On 12 June 2013, it was reported that leaked notes of a private conversation between Pope Francis and Catholic officials at the Latin American Conference of Religious confirmed the existence of "a stream of corruption", and that "the 'gay lobby' is mentioned, and it is true, it is there. ...We need to see what we can do." According to La Repubblica: "Vatican investigators had identified a network of gay prelates." Vatican spokesman Federico Lombardi made no comment on the remarks made in "a private meeting".

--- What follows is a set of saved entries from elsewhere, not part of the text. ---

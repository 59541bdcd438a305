// src/table/resolve.rs

use once_cell::sync::Lazy;
use regex::Regex;
use std::collections::HashMap;

/// Characters providers sprinkle into header labels between versions:
/// whitespace, ASCII and full-width parentheses, underscores, hyphens.
static DECORATION: Lazy<Regex> =
    Lazy::new(|| Regex::new(r"[\s\(\)（）_\-]").expect("decoration pattern should be valid"));

fn normalize(label: &str) -> String {
    DECORATION.replace_all(label, "").into_owned()
}

/// Resolve a column role against a dataset's column labels.
///
/// Candidates are tried most-preferred first, exact matches before normalized
/// ones, so `解禁市值` resolves a column literally named `解禁市值(亿元)`.
/// Returns a label from `columns` itself, or `None`; callers treat `None` as
/// "field absent for every row" rather than failing the dataset.
pub fn pick_col<'a>(columns: &'a [String], candidates: &[&str]) -> Option<&'a str> {
    for cand in candidates {
        if let Some(col) = columns.iter().find(|c| c.as_str() == *cand) {
            return Some(col);
        }
    }

    let normalized: HashMap<String, &str> = columns
        .iter()
        .map(|c| (normalize(c), c.as_str()))
        .collect();
    for cand in candidates {
        if let Some(col) = normalized.get(&normalize(cand)) {
            return Some(col);
        }
    }
    None
}
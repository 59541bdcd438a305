// src/events/dividend.rs
//
// 04_dividend.ics — dividend / ex-dividend dates.

use anyhow::Result;
use reqwest::Client;
use tracing::info;

use super::security_title;
use crate::config::{Config, DateWindow};
use crate::fetch::{fetch_first, Provider};
use crate::ics::{register, CalendarSink, EventSpec, EventTime};
use crate::table::{cell, cell_text, to_datetime, Dataset};

/// Two generations of the dividend interface.
const PROVIDERS: &[Provider] = &[
    Provider {
        name: "stock_fhps_em",
        url: "https://datacenter-web.eastmoney.com/api/data/v1/get?reportName=RPT_SHAREBONUS_DET&columns=ALL&sortColumns=EX_DIVIDEND_DATE&sortTypes=1&pageSize=500&pageNumber=1&source=WEB",
    },
    Provider {
        name: "stock_fhps_detail_em",
        url: "https://datacenter-web.eastmoney.com/api/data/v1/get?reportName=RPT_SHAREBONUS_DETAIL&columns=ALL&sortColumns=EX_DIVIDEND_DATE&sortTypes=1&pageSize=500&pageNumber=1&source=WEB",
    },
];

const DATE: &[&str] = &[
    "除权除息日",
    "除息日",
    "权益登记日",
    "日期",
    "EX_DIVIDEND_DATE",
    "EQUITY_RECORD_DATE",
];
const CODE: &[&str] = &["代码", "股票代码", "SECURITY_CODE"];
const NAME: &[&str] = &["名称", "股票简称", "SECURITY_NAME_ABBR"];
const PLAN: &[&str] = &["分红方案", "方案", "送转派", "派息方案", "IMPL_PLAN_PROFILE"];

pub async fn generate(client: &Client, cfg: &Config, all: &mut CalendarSink) -> Result<()> {
    let ds = fetch_first(client, "分红", PROVIDERS).await?;
    let events = build_events(&ds, &cfg.window());
    info!(count = events.len(), "dividend events in window");

    let mut cal = CalendarSink::new("A股｜分红/除权除息", cfg.max_events_per_day);
    for ev in &events {
        register(ev, &mut cal, all);
    }
    cal.write(&cfg.out_dir, "04_dividend.ics")?;
    Ok(())
}

fn build_events(ds: &Dataset, window: &DateWindow) -> Vec<EventSpec> {
    let date_col = ds.resolve(DATE);
    let code_col = ds.resolve(CODE);
    let name_col = ds.resolve(NAME);
    let plan_col = ds.resolve(PLAN);

    let mut events = Vec::new();
    for row in &ds.rows {
        let Some(day) = cell(row, date_col.as_deref())
            .and_then(to_datetime)
            .map(|dt| dt.date())
        else {
            continue;
        };
        if !window.contains(day) {
            continue;
        }

        let code = cell_text(row, code_col.as_deref());
        let name = cell_text(row, name_col.as_deref());
        let plan = cell_text(row, plan_col.as_deref());
        let title = security_title(&name, &code, "分红");

        events.push(EventSpec {
            summary: format!("分红/除权除息｜{}", title),
            description: plan,
            uid: format!("div-{}-{}", code, day),
            when: EventTime::AllDay(day),
        });
    }
    events
}

#[cfg(test)]
mod tests {
    use super::*;
    use chrono::NaiveDate;
    use serde_json::json;

    #[test]
    fn ex_dividend_date_is_preferred_and_plan_becomes_description() {
        let rows = [json!({
            "代码": "600036",
            "名称": "招商银行",
            "权益登记日": "2026-09-14",
            "除权除息日": "2026-09-15",
            "分红方案": "10派12.5元",
        })];
        let ds =
            Dataset::from_rows(rows.iter().map(|v| v.as_object().unwrap().clone()).collect());
        let window = DateWindow {
            start: NaiveDate::from_ymd_opt(2026, 9, 1).unwrap(),
            end: NaiveDate::from_ymd_opt(2026, 11, 30).unwrap(),
        };
        let events = build_events(&ds, &window);
        assert_eq!(events.len(), 1);
        assert_eq!(events[0].uid, "div-600036-2026-09-15");
        assert_eq!(events[0].description, "10派12.5元");
    }
}
use rust_decimal::Decimal;
use rust_decimal_macros::dec;
use serde::{Deserialize, Serialize};
use std::time::Instant;

use crate::error::AdvisorError;
use crate::types::{with_metadata, ComputationOutput, InvestmentGoal, Money, Rate, RiskLevel};
use crate::AdvisorResult;

// ---------------------------------------------------------------------------
// Types
// ---------------------------------------------------------------------------

/// Questionnaire answers.
#[derive(Debug, Clone, Serialize, Deserialize)]
pub struct RiskQuestionnaire {
    pub age: i64,
    pub income: Money,
    /// Years until the money is needed.
    pub investment_horizon: i64,
    /// Self-assessed tolerance, 1 (lowest) to 10 (highest).
    pub risk_tolerance: i64,
    pub investment_goals: Vec<InvestmentGoal>,
}

/// Coarse asset-class split recommended for a risk level.
#[derive(Debug, Clone, Copy, PartialEq, Eq, Serialize, Deserialize)]
pub struct AssetClassAllocation {
    pub stocks: Rate,
    pub bonds: Rate,
    pub cash: Rate,
}

impl AssetClassAllocation {
    pub fn total(&self) -> Decimal {
        self.stocks + self.bonds + self.cash
    }
}

/// Narrative description of a risk level.
#[derive(Debug, Clone, Serialize, Deserialize)]
pub struct RiskSummary {
    pub description: String,
    pub suitable_for: String,
    pub expected_return: String,
    pub volatility: String,
    pub investment_horizon: String,
    pub goal_notes: Vec<String>,
}

#[derive(Debug, Clone, Serialize, Deserialize)]
pub struct RiskAssessmentResult {
    pub risk_level: RiskLevel,
    /// 0 (no risk capacity) to 100.
    pub risk_score: Decimal,
    pub investment_goals: Vec<InvestmentGoal>,
    pub risk_summary: RiskSummary,
    pub recommended_allocation: AssetClassAllocation,
}

// ---------------------------------------------------------------------------
// Scoring constants
// ---------------------------------------------------------------------------

const AGE_WEIGHT: Decimal = dec!(0.20);
const HORIZON_WEIGHT: Decimal = dec!(0.40);
const TOLERANCE_WEIGHT: Decimal = dec!(0.40);

/// Age at which capacity bottoms out, and the span over which it declines.
const AGE_CEILING: Decimal = dec!(80);
const AGE_SPAN: Decimal = dec!(60);
/// Horizons beyond this add no further capacity.
const HORIZON_CAP_YEARS: i64 = 30;

/// Upper score bound (exclusive) of each bucket below aggressive.
const LEVEL_THRESHOLDS: [(Decimal, RiskLevel); 4] = [
    (dec!(30), RiskLevel::Conservative),
    (dec!(50), RiskLevel::ModerateConservative),
    (dec!(70), RiskLevel::Moderate),
    (dec!(80), RiskLevel::ModerateAggressive),
];

// ---------------------------------------------------------------------------
// Public API
// ---------------------------------------------------------------------------

/// Score a questionnaire and recommend an asset-class allocation.
///
/// The score depends on age, horizon and stated tolerance only; goals shape
/// the narrative summary.
pub fn assess_risk(
    input: &RiskQuestionnaire,
) -> AdvisorResult<ComputationOutput<RiskAssessmentResult>> {
    let start = Instant::now();
    let mut warnings: Vec<String> = Vec::new();

    validate_questionnaire(input)?;

    let age_capacity = clamp_unit((AGE_CEILING - Decimal::from(input.age)) / AGE_SPAN);
    let horizon_capacity = Decimal::from(input.investment_horizon.min(HORIZON_CAP_YEARS))
        / Decimal::from(HORIZON_CAP_YEARS);
    let tolerance = Decimal::from(input.risk_tolerance) / dec!(10);

    let raw = dec!(100)
        * (AGE_WEIGHT * age_capacity
            + HORIZON_WEIGHT * horizon_capacity
            + TOLERANCE_WEIGHT * tolerance);
    let risk_score = raw.round_dp(2).max(Decimal::ZERO).min(dec!(100));
    let risk_level = level_for_score(risk_score);

    let mut goals: Vec<InvestmentGoal> = Vec::with_capacity(input.investment_goals.len());
    for g in &input.investment_goals {
        if !goals.contains(g) {
            goals.push(*g);
        }
    }

    if input.investment_horizon < 3 && risk_level >= RiskLevel::Moderate {
        warnings.push(format!(
            "Horizon of {} years is short for a {} profile",
            input.investment_horizon, risk_level
        ));
    }
    if goals.contains(&InvestmentGoal::Preservation) && risk_level >= RiskLevel::ModerateAggressive {
        warnings.push("Capital preservation goal conflicts with a growth-oriented score".into());
    }

    let output = RiskAssessmentResult {
        risk_level,
        risk_score,
        risk_summary: summary_for(risk_level, &goals),
        investment_goals: goals,
        recommended_allocation: recommended_allocation(risk_level),
    };

    let elapsed = start.elapsed().as_micros() as u64;
    Ok(with_metadata(
        "Weighted risk capacity score (age 20%, horizon 40%, tolerance 40%)",
        &serde_json::json!({
            "age_capacity": age_capacity.round_dp(4).to_string(),
            "horizon_capacity": horizon_capacity.round_dp(4).to_string(),
            "tolerance": tolerance.to_string(),
        }),
        warnings,
        elapsed,
        output,
    ))
}

/// Map a 0-100 score onto a risk bucket.
pub fn level_for_score(score: Decimal) -> RiskLevel {
    LEVEL_THRESHOLDS
        .iter()
        .find(|(upper, _)| score < *upper)
        .map(|(_, level)| *level)
        .unwrap_or(RiskLevel::Aggressive)
}

/// Fixed stock/bond/cash split per risk level. Each row sums to exactly one.
pub fn recommended_allocation(level: RiskLevel) -> AssetClassAllocation {
    let (stocks, bonds, cash) = match level {
        RiskLevel::Conservative => (dec!(0.30), dec!(0.60), dec!(0.10)),
        RiskLevel::ModerateConservative => (dec!(0.50), dec!(0.40), dec!(0.10)),
        RiskLevel::Moderate => (dec!(0.60), dec!(0.30), dec!(0.10)),
        RiskLevel::ModerateAggressive => (dec!(0.70), dec!(0.20), dec!(0.10)),
        RiskLevel::Aggressive => (dec!(0.80), dec!(0.10), dec!(0.10)),
    };
    AssetClassAllocation { stocks, bonds, cash }
}

// ---------------------------------------------------------------------------
// Helpers
// ---------------------------------------------------------------------------

fn validate_questionnaire(input: &RiskQuestionnaire) -> AdvisorResult<()> {
    if !(1..=120).contains(&input.age) {
        return Err(AdvisorError::validation(
            "age",
            format!("Must be between 1 and 120, got {}", input.age),
        ));
    }
    if input.income < Decimal::ZERO {
        return Err(AdvisorError::validation("income", "Must be non-negative"));
    }
    if !(1..=100).contains(&input.investment_horizon) {
        return Err(AdvisorError::validation(
            "investment_horizon",
            format!("Must be between 1 and 100 years, got {}", input.investment_horizon),
        ));
    }
    if !(1..=10).contains(&input.risk_tolerance) {
        return Err(AdvisorError::validation(
            "risk_tolerance",
            format!("Must be between 1 and 10, got {}", input.risk_tolerance),
        ));
    }
    if input.investment_goals.is_empty() {
        return Err(AdvisorError::validation(
            "investment_goals",
            "At least one goal is required",
        ));
    }
    Ok(())
}

fn clamp_unit(v: Decimal) -> Decimal {
    v.max(Decimal::ZERO).min(Decimal::ONE)
}

fn summary_for(level: RiskLevel, goals: &[InvestmentGoal]) -> RiskSummary {
    let (description, suitable_for, expected_return, volatility, horizon) = match level {
        RiskLevel::Conservative => (
            "Focus on preserving capital with modest growth potential",
            "Investors close to retirement or with low risk tolerance",
            "4-6% annually",
            "Low",
            "1-3 years",
        ),
        RiskLevel::ModerateConservative => (
            "Balanced approach with emphasis on stability",
            "Investors seeking steady growth with limited volatility",
            "5-7% annually",
            "Low to Medium",
            "3-5 years",
        ),
        RiskLevel::Moderate => (
            "Balance between growth and stability",
            "Investors comfortable with market fluctuations",
            "6-8% annually",
            "Medium",
            "5-10 years",
        ),
        RiskLevel::ModerateAggressive => (
            "Growth-oriented with higher risk tolerance",
            "Long-term investors seeking capital appreciation",
            "7-9% annually",
            "Medium to High",
            "10-15 years",
        ),
        RiskLevel::Aggressive => (
            "Maximum growth potential with high risk tolerance",
            "Young investors with long time horizons",
            "8-10%+ annually",
            "High",
            "15+ years",
        ),
    };

    let goal_notes = goals
        .iter()
        .map(|g| {
            match g {
                InvestmentGoal::Retirement => {
                    "Retirement: contributions compound best when kept invested through downturns"
                }
                InvestmentGoal::WealthGrowth => {
                    "Wealth growth: the equity sleeve drives long-run returns"
                }
                InvestmentGoal::IncomeGeneration => {
                    "Income generation: bond and dividend holdings provide regular cash flow"
                }
                InvestmentGoal::TaxEfficiency => {
                    "Tax efficiency: positions are monitored for tax-loss harvesting"
                }
                InvestmentGoal::Preservation => {
                    "Preservation: the cash and bond sleeves cushion drawdowns"
                }
            }
            .to_string()
        })
        .collect();

    RiskSummary {
        description: description.into(),
        suitable_for: suitable_for.into(),
        expected_return: expected_return.into(),
        volatility: volatility.into(),
        investment_horizon: horizon.into(),
        goal_notes,
    }
}

// ---------------------------------------------------------------------------
// Tests
// ---------------------------------------------------------------------------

In July 2016, the Vatican Court acquitted the two journalists involved in the "Vatileaks" trial, citing freedom of expression as its reason. Judge Giuseppe Della Torre, director of the tribunal of the Vatican City State, declared that "the court had no legitimate jurisdiction over Gianluigi Nuzzi and Emiliano Fittipaldi." Monsignor Lucio Balda, by contrast, was sentenced to 18 months in prison for leaking official documents and his sentence began on 22 August in a cell within the confines of the Vatican. Requests for a papal pardon for Balda were met with silence, until Pope Francis granted him clemency after he served half his jail sentence.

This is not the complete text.